Task objective: Could you state how many lines of the material hold "axum"? Include nothing beyond the number.
# # # # # # #
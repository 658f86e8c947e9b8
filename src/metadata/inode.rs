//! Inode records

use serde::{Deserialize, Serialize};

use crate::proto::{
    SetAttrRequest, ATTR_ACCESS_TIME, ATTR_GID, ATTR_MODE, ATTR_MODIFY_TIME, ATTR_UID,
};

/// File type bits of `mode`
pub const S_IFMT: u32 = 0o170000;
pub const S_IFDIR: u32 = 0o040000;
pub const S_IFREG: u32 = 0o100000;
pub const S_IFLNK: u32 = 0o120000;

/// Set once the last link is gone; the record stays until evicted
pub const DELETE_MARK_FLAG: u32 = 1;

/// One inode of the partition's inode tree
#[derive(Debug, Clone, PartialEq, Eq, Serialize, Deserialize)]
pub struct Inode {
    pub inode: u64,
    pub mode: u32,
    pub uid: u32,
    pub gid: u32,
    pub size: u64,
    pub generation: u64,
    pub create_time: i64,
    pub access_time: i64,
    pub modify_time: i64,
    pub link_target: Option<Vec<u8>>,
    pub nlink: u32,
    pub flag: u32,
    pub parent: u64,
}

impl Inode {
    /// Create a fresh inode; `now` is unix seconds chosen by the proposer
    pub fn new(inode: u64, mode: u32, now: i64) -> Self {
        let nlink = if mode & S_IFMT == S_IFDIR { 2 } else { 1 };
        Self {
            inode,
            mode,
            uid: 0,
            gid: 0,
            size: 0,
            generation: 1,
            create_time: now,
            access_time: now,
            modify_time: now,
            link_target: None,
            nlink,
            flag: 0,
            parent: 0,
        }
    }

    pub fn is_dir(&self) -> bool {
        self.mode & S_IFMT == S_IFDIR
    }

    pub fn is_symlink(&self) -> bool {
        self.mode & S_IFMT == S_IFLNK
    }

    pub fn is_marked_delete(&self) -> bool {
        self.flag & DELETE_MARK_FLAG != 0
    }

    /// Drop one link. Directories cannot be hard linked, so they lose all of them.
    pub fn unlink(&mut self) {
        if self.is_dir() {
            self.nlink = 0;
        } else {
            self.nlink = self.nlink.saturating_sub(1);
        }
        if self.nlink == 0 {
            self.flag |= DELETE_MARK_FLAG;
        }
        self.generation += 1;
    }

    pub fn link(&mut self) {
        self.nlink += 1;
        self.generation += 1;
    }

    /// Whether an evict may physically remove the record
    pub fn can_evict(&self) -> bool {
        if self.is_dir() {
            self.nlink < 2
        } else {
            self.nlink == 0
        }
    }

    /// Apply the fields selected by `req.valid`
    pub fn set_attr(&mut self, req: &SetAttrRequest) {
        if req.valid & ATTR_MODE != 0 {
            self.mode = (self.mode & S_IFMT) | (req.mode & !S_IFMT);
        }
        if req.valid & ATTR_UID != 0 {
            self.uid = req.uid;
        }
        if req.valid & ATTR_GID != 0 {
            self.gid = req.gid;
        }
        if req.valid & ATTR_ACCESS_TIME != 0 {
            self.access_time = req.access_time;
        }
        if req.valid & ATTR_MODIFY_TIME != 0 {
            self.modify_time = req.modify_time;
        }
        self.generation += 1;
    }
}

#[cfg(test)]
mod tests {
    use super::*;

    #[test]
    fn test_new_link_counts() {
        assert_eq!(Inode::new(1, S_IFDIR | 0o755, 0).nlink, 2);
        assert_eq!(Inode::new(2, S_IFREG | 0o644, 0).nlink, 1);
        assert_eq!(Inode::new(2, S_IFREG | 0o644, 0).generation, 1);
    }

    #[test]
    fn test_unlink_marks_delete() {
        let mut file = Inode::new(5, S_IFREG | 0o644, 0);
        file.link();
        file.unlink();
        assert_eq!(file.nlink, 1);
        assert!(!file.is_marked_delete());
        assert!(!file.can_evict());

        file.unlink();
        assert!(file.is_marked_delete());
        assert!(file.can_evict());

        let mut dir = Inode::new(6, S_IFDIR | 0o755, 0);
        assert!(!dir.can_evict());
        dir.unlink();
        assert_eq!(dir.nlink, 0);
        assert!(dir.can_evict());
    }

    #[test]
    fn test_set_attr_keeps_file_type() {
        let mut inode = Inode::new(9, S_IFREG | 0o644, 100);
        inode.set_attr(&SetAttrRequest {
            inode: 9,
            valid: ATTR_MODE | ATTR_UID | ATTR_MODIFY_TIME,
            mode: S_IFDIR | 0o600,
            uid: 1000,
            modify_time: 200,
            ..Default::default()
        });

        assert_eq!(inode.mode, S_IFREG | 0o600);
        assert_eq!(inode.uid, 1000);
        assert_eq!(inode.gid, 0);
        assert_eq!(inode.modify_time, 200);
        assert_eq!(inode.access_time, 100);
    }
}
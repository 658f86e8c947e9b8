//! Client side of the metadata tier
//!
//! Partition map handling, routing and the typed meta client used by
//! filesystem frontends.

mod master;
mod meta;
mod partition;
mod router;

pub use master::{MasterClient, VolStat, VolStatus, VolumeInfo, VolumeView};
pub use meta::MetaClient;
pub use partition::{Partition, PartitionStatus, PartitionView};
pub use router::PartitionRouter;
# # # # # # #
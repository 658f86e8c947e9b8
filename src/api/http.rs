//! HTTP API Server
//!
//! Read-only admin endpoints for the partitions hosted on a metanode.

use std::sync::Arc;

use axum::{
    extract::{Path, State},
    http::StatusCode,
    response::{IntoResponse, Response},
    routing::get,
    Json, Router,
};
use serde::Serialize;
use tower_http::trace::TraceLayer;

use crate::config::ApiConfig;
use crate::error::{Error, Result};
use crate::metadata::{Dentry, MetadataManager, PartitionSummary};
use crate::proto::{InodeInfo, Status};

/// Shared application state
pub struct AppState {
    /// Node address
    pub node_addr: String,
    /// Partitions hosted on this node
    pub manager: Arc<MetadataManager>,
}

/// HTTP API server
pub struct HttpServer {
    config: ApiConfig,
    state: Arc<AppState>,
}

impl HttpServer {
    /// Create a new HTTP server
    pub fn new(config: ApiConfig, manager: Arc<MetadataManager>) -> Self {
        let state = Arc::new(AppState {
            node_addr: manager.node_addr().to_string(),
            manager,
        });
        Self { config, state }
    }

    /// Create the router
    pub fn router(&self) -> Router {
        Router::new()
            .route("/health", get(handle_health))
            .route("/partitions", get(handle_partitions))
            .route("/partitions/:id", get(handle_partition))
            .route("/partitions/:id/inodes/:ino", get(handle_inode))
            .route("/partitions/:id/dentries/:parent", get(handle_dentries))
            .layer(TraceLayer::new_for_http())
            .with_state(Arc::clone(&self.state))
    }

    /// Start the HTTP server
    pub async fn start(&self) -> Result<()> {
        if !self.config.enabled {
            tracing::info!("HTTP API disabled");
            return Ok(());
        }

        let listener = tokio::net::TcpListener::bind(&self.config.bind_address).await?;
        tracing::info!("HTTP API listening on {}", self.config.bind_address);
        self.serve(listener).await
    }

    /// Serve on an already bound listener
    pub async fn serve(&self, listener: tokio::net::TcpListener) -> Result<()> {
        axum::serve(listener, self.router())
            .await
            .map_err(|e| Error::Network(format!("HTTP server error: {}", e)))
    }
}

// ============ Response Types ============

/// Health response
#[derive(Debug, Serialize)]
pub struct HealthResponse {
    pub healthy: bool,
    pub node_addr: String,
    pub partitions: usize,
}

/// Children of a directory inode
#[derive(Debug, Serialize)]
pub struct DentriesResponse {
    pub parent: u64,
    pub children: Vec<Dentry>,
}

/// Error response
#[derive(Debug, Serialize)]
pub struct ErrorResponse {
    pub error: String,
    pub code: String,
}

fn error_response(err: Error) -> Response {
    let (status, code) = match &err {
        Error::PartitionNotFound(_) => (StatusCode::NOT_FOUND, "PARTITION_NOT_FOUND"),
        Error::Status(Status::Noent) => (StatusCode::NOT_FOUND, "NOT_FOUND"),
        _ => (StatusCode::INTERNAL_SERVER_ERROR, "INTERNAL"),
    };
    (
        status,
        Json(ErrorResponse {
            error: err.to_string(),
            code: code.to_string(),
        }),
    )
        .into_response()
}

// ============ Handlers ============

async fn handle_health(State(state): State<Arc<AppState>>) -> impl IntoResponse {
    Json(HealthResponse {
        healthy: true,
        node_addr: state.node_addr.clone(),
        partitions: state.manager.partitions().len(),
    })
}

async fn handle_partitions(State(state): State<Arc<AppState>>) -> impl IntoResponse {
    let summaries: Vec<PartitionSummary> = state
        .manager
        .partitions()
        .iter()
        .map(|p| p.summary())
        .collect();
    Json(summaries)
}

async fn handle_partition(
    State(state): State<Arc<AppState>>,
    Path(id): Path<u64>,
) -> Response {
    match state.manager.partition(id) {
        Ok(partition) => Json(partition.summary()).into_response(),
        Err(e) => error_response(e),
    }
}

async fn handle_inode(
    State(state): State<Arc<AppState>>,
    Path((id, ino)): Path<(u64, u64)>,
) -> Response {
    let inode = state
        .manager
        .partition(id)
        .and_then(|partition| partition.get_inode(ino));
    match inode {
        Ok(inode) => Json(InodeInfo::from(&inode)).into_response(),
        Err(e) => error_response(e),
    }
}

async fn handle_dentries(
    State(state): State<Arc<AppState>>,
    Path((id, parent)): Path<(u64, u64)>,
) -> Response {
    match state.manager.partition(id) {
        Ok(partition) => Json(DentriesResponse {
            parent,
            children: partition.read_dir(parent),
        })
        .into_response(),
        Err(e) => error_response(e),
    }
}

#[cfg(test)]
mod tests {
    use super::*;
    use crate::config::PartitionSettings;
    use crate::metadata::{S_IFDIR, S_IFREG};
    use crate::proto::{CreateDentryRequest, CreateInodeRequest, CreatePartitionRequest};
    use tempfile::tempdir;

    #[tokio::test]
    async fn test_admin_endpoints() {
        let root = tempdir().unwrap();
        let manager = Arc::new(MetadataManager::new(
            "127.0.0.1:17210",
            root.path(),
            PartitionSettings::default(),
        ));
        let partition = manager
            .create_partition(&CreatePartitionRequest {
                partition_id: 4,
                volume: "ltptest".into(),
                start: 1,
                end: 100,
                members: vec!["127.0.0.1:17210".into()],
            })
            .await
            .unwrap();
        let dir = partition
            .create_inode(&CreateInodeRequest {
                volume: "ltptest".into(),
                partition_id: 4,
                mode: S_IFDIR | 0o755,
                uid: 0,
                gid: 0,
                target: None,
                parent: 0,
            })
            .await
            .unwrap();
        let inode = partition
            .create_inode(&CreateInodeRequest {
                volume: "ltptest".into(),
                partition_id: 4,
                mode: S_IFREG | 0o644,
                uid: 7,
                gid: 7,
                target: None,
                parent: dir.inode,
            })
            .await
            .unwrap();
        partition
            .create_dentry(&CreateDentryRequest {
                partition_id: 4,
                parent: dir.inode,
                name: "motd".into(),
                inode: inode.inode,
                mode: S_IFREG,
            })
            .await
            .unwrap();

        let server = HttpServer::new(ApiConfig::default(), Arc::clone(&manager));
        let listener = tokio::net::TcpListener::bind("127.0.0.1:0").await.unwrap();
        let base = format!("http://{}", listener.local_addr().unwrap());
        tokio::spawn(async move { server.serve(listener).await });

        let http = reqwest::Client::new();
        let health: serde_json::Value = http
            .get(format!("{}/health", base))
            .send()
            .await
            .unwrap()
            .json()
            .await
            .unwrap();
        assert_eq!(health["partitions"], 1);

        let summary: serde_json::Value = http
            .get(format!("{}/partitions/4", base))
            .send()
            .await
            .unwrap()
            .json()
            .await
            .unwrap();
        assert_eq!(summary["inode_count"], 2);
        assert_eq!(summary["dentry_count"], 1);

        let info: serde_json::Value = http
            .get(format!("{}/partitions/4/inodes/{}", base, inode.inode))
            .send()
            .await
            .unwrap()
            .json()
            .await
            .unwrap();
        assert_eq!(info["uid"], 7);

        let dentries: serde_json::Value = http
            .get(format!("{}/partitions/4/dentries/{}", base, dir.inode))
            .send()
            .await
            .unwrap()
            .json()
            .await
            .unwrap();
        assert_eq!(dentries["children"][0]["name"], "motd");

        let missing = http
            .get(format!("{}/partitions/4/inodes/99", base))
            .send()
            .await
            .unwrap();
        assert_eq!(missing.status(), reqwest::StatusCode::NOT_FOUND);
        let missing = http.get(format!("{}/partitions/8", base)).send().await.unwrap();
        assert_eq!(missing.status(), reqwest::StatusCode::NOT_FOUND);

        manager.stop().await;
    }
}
# # # # # # #
Solved problem: 2